*Problem*. Keep only the lines that hold the string "valid", filtering out the rest of the entries below.

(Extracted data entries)
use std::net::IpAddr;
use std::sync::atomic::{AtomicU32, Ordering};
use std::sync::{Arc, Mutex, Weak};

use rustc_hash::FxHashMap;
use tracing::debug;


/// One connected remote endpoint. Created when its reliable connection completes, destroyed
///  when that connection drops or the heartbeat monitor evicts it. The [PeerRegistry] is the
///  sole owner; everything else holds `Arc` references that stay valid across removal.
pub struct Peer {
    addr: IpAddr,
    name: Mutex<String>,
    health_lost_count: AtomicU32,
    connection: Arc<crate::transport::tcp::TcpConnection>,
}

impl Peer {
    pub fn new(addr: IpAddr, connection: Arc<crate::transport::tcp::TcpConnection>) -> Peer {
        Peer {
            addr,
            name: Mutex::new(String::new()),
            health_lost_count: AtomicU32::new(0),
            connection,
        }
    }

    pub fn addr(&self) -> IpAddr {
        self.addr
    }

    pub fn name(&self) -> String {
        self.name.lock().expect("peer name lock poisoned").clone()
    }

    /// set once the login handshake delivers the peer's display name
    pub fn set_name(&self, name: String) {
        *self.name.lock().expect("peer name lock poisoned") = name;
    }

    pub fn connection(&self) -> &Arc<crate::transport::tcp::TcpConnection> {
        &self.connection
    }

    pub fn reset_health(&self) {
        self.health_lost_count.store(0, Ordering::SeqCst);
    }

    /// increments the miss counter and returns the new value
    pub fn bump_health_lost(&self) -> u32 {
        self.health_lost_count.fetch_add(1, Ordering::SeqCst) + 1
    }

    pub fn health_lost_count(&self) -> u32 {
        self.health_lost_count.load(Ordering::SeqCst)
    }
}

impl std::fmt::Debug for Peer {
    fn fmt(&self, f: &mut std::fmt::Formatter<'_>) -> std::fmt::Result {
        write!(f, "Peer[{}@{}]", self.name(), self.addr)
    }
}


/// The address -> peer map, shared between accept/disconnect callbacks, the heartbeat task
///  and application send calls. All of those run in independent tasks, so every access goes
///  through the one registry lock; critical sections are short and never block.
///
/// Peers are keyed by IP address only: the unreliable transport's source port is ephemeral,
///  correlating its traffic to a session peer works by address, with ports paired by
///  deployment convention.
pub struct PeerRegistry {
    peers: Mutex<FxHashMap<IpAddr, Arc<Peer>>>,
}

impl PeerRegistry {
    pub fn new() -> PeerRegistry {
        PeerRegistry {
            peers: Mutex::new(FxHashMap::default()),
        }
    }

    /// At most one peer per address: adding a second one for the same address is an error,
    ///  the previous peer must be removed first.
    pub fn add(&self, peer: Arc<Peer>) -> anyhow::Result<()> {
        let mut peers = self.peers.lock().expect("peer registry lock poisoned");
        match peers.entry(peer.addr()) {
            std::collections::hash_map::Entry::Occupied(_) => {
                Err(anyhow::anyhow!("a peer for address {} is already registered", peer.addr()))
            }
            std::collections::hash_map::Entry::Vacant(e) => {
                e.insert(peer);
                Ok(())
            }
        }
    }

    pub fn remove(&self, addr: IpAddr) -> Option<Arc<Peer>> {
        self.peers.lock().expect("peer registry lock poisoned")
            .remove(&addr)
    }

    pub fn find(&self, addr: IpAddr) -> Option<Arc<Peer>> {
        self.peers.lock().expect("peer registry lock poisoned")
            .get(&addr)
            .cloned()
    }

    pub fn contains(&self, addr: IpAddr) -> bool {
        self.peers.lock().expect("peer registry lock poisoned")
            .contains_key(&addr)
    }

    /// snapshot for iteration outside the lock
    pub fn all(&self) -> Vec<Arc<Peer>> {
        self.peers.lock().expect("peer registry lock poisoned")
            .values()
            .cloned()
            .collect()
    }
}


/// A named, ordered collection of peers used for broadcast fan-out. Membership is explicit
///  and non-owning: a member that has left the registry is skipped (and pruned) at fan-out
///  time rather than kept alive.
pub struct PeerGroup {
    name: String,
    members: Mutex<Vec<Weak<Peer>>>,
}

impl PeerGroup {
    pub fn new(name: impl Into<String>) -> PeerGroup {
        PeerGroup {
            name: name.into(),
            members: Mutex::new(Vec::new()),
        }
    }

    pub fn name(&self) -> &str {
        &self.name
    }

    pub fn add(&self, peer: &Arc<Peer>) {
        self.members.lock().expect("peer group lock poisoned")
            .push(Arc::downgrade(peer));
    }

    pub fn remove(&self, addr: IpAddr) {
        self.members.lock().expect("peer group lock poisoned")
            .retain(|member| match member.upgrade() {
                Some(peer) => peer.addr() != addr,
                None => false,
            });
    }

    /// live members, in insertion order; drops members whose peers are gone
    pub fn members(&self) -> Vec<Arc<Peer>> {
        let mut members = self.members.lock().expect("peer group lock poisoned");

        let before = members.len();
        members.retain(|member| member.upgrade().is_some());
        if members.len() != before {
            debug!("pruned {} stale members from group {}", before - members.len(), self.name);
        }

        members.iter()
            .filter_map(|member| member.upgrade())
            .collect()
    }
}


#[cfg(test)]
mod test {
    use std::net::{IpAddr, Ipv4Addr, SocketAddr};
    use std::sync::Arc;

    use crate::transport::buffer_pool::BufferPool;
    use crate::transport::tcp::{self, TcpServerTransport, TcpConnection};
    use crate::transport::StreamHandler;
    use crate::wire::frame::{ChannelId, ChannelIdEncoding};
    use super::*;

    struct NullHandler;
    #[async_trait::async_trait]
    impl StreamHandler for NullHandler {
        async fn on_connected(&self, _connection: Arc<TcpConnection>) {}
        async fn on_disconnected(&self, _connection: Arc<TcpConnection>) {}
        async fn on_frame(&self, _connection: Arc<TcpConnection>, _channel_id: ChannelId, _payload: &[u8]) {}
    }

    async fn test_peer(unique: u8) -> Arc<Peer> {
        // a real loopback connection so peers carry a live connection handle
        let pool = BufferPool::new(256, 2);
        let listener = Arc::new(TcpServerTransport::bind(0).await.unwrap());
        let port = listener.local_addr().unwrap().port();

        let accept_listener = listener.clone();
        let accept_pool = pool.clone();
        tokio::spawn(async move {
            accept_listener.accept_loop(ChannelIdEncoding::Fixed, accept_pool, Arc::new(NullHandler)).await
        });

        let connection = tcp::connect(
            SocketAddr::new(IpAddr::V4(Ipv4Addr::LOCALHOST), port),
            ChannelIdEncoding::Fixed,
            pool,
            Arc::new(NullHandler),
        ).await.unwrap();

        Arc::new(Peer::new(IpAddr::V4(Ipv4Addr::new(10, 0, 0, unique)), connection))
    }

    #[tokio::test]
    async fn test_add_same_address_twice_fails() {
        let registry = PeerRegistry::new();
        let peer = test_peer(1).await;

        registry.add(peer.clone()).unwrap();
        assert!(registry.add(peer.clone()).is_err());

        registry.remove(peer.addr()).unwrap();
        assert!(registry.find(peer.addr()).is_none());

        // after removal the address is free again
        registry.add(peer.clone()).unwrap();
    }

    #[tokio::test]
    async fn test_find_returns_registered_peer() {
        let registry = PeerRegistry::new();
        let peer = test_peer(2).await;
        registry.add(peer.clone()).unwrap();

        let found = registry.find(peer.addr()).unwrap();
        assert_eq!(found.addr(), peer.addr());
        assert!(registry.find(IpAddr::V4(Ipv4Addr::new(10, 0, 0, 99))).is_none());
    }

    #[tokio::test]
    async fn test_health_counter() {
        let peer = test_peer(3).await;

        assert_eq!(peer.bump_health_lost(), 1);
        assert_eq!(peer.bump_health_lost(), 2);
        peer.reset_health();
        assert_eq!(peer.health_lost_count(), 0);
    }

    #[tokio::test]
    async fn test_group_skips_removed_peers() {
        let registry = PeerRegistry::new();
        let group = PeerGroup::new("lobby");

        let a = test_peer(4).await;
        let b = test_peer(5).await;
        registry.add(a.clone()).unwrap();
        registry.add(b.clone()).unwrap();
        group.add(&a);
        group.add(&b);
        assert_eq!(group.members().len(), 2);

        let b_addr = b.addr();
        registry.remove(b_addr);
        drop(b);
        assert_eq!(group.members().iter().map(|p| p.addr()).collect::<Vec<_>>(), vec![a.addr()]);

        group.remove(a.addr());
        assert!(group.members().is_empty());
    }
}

* * *

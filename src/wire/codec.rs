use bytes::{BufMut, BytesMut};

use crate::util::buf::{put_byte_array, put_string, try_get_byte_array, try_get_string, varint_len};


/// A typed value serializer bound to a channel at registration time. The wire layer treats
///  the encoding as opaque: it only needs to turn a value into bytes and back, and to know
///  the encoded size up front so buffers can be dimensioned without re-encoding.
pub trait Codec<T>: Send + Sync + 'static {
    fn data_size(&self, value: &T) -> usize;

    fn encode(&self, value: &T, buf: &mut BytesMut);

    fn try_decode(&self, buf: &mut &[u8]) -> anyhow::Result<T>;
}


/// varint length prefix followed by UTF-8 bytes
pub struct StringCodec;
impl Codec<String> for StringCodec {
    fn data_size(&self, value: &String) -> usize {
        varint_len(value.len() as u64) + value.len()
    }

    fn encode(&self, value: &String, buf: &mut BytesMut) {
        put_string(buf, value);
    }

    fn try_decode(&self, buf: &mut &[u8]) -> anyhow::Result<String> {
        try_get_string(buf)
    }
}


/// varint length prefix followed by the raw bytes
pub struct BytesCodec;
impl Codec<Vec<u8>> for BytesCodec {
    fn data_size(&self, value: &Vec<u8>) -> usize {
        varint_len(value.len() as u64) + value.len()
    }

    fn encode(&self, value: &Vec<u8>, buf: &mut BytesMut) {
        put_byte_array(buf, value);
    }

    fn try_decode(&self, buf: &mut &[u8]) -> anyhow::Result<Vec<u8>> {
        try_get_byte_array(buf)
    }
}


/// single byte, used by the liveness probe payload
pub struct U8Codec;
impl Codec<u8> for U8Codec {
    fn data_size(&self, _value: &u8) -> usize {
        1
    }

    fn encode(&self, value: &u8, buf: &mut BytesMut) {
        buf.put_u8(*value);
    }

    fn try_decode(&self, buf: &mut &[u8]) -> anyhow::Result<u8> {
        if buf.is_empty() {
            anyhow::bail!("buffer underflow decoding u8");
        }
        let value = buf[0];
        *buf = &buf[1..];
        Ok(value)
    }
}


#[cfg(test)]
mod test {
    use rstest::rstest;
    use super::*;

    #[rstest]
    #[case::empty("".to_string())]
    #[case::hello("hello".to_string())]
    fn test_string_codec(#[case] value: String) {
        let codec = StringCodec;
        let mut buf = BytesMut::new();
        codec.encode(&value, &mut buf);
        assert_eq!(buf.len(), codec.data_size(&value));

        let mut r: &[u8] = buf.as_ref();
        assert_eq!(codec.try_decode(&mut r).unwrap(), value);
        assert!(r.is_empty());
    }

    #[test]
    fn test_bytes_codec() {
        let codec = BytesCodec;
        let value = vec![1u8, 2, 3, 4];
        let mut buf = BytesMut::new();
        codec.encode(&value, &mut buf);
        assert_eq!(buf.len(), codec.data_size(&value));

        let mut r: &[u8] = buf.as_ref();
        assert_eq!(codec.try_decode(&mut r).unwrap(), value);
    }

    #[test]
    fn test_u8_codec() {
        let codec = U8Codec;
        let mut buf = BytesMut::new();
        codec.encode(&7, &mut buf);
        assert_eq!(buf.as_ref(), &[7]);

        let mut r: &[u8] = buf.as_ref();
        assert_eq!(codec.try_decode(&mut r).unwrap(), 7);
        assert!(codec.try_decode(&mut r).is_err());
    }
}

==

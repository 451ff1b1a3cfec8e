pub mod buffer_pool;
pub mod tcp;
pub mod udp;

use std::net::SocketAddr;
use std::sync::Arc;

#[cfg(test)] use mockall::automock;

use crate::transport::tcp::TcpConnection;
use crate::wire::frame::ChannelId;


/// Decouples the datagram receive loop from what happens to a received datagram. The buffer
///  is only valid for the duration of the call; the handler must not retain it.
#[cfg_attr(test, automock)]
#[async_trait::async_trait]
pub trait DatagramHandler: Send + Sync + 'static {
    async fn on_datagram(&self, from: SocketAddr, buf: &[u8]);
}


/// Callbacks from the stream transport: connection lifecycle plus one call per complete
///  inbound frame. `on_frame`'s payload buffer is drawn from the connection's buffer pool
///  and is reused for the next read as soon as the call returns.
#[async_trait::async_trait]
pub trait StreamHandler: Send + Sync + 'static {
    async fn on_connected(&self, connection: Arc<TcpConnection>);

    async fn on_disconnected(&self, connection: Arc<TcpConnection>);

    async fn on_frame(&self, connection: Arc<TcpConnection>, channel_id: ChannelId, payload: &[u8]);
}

*Solution for this problem*.
///  sole owner; everything else holds `Arc` references that stay valid across removal.
///  is only valid for the duration of the call; the handler must not retain it.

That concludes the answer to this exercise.